The definitive agreement will see Lenovo pick up System x, BladeCenter and Flex System blade servers and switches, x86-based Flex integrated systems, NeXtScale and iDataPlex servers and associated software, blade networking and maintenance operations for $2 billion in cash and $300,000 in Lenovo stock.
“This acquisition demonstrates our willingness to invest in businesses that can help fuel profitable growth and extend our PC Plus strategy,” said Yang Yuanqing, chairman and CEO of Lenovo, in a statement. “With the right strategy, great execution, continued innovation and a clear commitment to the x86 industry, we are confident that we can grow this business successfully for the long-term, just as we have done with our worldwide PC business.”
IBM will still be a hardware player; it will retain its System z mainframes, Power Systems, Storage Systems, Power-based Flex servers, and PureApplication and PureData appliances. And IBM said it will still develop its Windows and Linux software portfolio for the x86 platform. About 7,500 IBM employees are expected to be offered employment by Lenovo.

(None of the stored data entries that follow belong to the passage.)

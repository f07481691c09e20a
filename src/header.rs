use std::io::{Read, Seek, SeekFrom};

use crate::parse::{self, ParseError, SIZE_PICKLE_LEN};

/// Hard cap on the JSON header size; anything larger is treated as garbage.
const MAX_HEADER_SIZE: u32 = 256 * 1024 * 1024;

/// The parsed preamble of an asar container.
///
/// The container begins with a size pickle, followed by a header pickle
/// wrapping a JSON document that describes every entry. Entry bytes start
/// immediately after the header pickle.
#[derive(Debug, Clone)]
pub struct AsarHeader {
    /// Byte length of the header pickle.
    pub header_size: u32,
    /// The JSON document describing the archive tree.
    pub json: String,
}

impl AsarHeader {
    /// Parse a header from a buffer holding the size pickle and the header pickle.
    pub fn parse(buf: &[u8]) -> Result<AsarHeader, ParseError> {
        let (header_size, pos) = parse::parse_size_pickle(buf)?;
        let end = pos + header_size as usize;
        if buf.len() < end {
            return Err(ParseError::NeedMoreBytes(end - buf.len()));
        }
        let (json, consumed) = parse::parse_header_pickle(&buf[pos..end])?;
        if consumed > header_size as usize {
            return Err(ParseError::InvalidData("header pickle exceeds declared size"));
        }
        Ok(AsarHeader {
            header_size,
            json: json.to_string(),
        })
    }

    /// Absolute offset of the first content byte in the container.
    #[inline]
    pub fn content_offset(&self) -> u64 {
        SIZE_PICKLE_LEN as u64 + self.header_size as u64
    }
}

/// Read the header from the start of a container.
pub(crate) fn read_header<R: Read + Seek>(
    reader: &mut R,
    container_len: u64,
) -> std::io::Result<AsarHeader> {
    reader.seek(SeekFrom::Start(0))?;

    let mut preamble = [0u8; SIZE_PICKLE_LEN];
    reader.read_exact(&mut preamble)?;
    let (header_size, _) = parse::parse_size_pickle(&preamble)?;

    if header_size > MAX_HEADER_SIZE
        || SIZE_PICKLE_LEN as u64 + header_size as u64 > container_len
    {
        return Err(ParseError::InvalidData("header size exceeds container length").into());
    }

    let mut buf = vec![0u8; SIZE_PICKLE_LEN + header_size as usize];
    buf[..SIZE_PICKLE_LEN].copy_from_slice(&preamble);
    reader.read_exact(&mut buf[SIZE_PICKLE_LEN..])?;

    Ok(AsarHeader::parse(&buf)?)
}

“This divestiture allows IBM to focus on system and software innovations that bring new kinds of value to strategic areas of our business, such as cognitive computing, big data and cloud,” said Steve Mills, senior vice-president and group executive, IBM Software and Systems, in a statement. “IBM has a proven record of innovation and transformation, which has enabled us to create solutions that are highly valued by our clients.”

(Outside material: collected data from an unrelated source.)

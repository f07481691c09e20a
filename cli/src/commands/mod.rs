mod cat;
mod extract;
mod info;
mod list;

pub use cat::run as cat;
pub use extract::run as extract;
pub use info::run as info;
pub use list::run as list;
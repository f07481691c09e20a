use mimalloc::MiMalloc;

#[global_allocator]
static GLOBAL: MiMalloc = MiMalloc;

mod cli;
mod commands;
mod error;
mod util;

use clap::Parser;

use cli::{Cli, Commands};

#[tokio::main]
async fn main() -> miette::Result<()> {
    tracing_subscriber::fmt()
        .with_env_filter(tracing_subscriber::EnvFilter::from_default_env())
        .with_writer(std::io::stderr)
        .init();

    let cli = Cli::parse_from(wild::args_os());

    match cli.command {
        Commands::List(args) => commands::list(args).await?,
        Commands::Info(args) => commands::info(args).await?,
        Commands::Cat(args) => commands::cat(args).await?,
        Commands::Extract(args) => commands::extract(args).await?,
    };

    Ok(())
}
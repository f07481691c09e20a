use core::fmt;

#[derive(Debug, Clone, PartialEq, Eq)]
pub enum IntoEntryPathError {
    UnrepresentableStr,
    EscapesRoot,
    EmptyPath,
}

impl core::error::Error for IntoEntryPathError {}

impl fmt::Display for IntoEntryPathError {
    fn fmt(&self, f: &mut fmt::Formatter<'_>) -> fmt::Result {
        write!(f, "{}", self.as_str())
    }
}

impl IntoEntryPathError {
    pub fn as_str(&self) -> &str {
        match self {
            IntoEntryPathError::UnrepresentableStr => "unrepresentable string found in path",
            IntoEntryPathError::EscapesRoot => "path escapes the archive root",
            IntoEntryPathError::EmptyPath => "no path provided",
        }
    }

    pub fn as_io_error(&self) -> std::io::Error {
        use std::io::{Error, ErrorKind};
        Error::new(ErrorKind::InvalidInput, self.as_str())
    }
}

impl From<IntoEntryPathError> for std::io::Error {
    fn from(err: IntoEntryPathError) -> Self {
        err.as_io_error()
    }
}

James Alexander, senior vice-president with the Info-Tech Research Group, said Lenovo is a good partner for IBM. IBM already has a stake in the Chinese vendor, which will increase through this deal, and Lenovo will be better able to take the x86 business into the lucrative Chinese market. Lenovo will also be able to squeeze more margin out of a highly commoditized space.
“Lenovo, because of how and where they operate with a much lower cost per employee, will be able to operate it much more efficiently from a distribution and manufacturing perspective,” said Alexander. “For them, if they can survive in the cut-throat world of endpoint devices, servers probably represent an uptick in terms of the margin they’re able to generate.”

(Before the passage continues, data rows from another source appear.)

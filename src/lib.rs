//! Herein lies the brains of serving files out of `asar` archives.
//!
//! A request path such as `/app/resources/app.asar/dist/index.html` is split
//! by the [`PathResolver`] into a container and an entry, the container's
//! index is built once by the [`ArchiveRegistry`], and a [`VirtualFileJob`]
//! streams the entry's bytes (or any ordinary file's) with single-range
//! support, optional integrity checks and cancellation.
//!
//! Use [`fetch`] to serve a path in one call, or drive a [`VirtualFileJob`]
//! yourself to stream.

pub mod aio;
pub mod compression;
pub mod context;
pub mod core;
pub mod error;
pub mod header;
pub mod index;
pub mod integrity;
pub mod mime;
pub mod parse;
pub mod path;
pub mod range;
mod record;
pub mod registry;
pub mod response;
pub mod shortcut;

pub use aio::{JobEvent, JobEvents, ReadOutcome, Response, VirtualFileJob, fetch, stream_to};
pub use context::{ServeContext, ServeOptions};
pub use self::core::{JobMachine, JobState, Resolution, ResolvedTarget};
pub use error::{ArchiveError, JobError};
pub use index::ArchiveIndex;
pub use integrity::IntegrityError;
pub use mime::{DefaultMimeSniffer, MimeSniffer};
pub use parse::{ParseError, ParseResult};
pub use path::{EntryPath, Location, PathResolver};
pub use range::{ByteRange, RangeError};
pub use record::{ArchiveFileRecord, HashAlgorithm, Integrity};
pub use registry::ArchiveRegistry;
pub use response::ResponseInfo;

#[cfg(test)]
pub(crate) mod test_util {
    /// Assemble container bytes from a JSON header and the content section.
    pub fn container(json: &str, content: &[u8]) -> Vec<u8> {
        let padded = json.len().next_multiple_of(4);
        let header_size = (8 + padded) as u32;

        let mut out = Vec::with_capacity(8 + header_size as usize + content.len());
        out.extend_from_slice(&4u32.to_le_bytes());
        out.extend_from_slice(&header_size.to_le_bytes());
        out.extend_from_slice(&((padded + 4) as u32).to_le_bytes());
        out.extend_from_slice(&(json.len() as u32).to_le_bytes());
        out.extend_from_slice(json.as_bytes());
        out.resize(8 + header_size as usize, 0);
        out.extend_from_slice(content);
        out
    }
}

For channel partners, Alexander doesn’t think the acquisition will mean much in the way of change – it’s just a different partner to work with. IBM has been focusing on partners selling higher value and higher margin products and services; the deal will allow IBM to focus even more on those more strategic partners, while the server partners work with a new vendor more focused on growing that business.
“Lenovo has demonstrated they can do a decent job and commitment in supporting partners in the pack and ship business,” said Alexander.
Analyst David Senf, vice-president of IDC Canada‘s infrastructure solutions group, notes that Lenovo is picking up a well-maintained division. In Canada IBM has a 19 per cent share of the x86 server market, compared to nine per cent in the U.S.
Lenovo already sells x86 servers, he noted, of the one socket and low-end two socket variety with an average price of $1,800. By comparison the IBM’s x86 servers it’s picking up have an average selling price of $8,000. HP is the number one x86 server vendor by revenue in Canada with 36 per cent of sales, followed by Dell with 26 per cent, IBM, Cisco with eight per cent, Oracle with five per cent and Lenovo with one per cent.
The deal could be good news for Cisco Systems Inc., Hewlett-Packard Co and Dell, says Wayne Pauley, a senior analyst at the Enterprise Strategy Group. The three will likely be calling IBM accounts looking for customers willing to switch to their servers.
On the other hand, he added, the deal raises the question of whether x86 servers are truly commodity products. Dell and HP have been struggling financially in the past two years — HP has seen revenue drop, Dell took it self private — so arguably the industry is getting close to that point.
IBM presumably thinks so: Pauley noted that IBM’s timing to get out of the PC market seven years ago was “impeccable.”
The transaction is subject to regulatory requirements and closing conditions.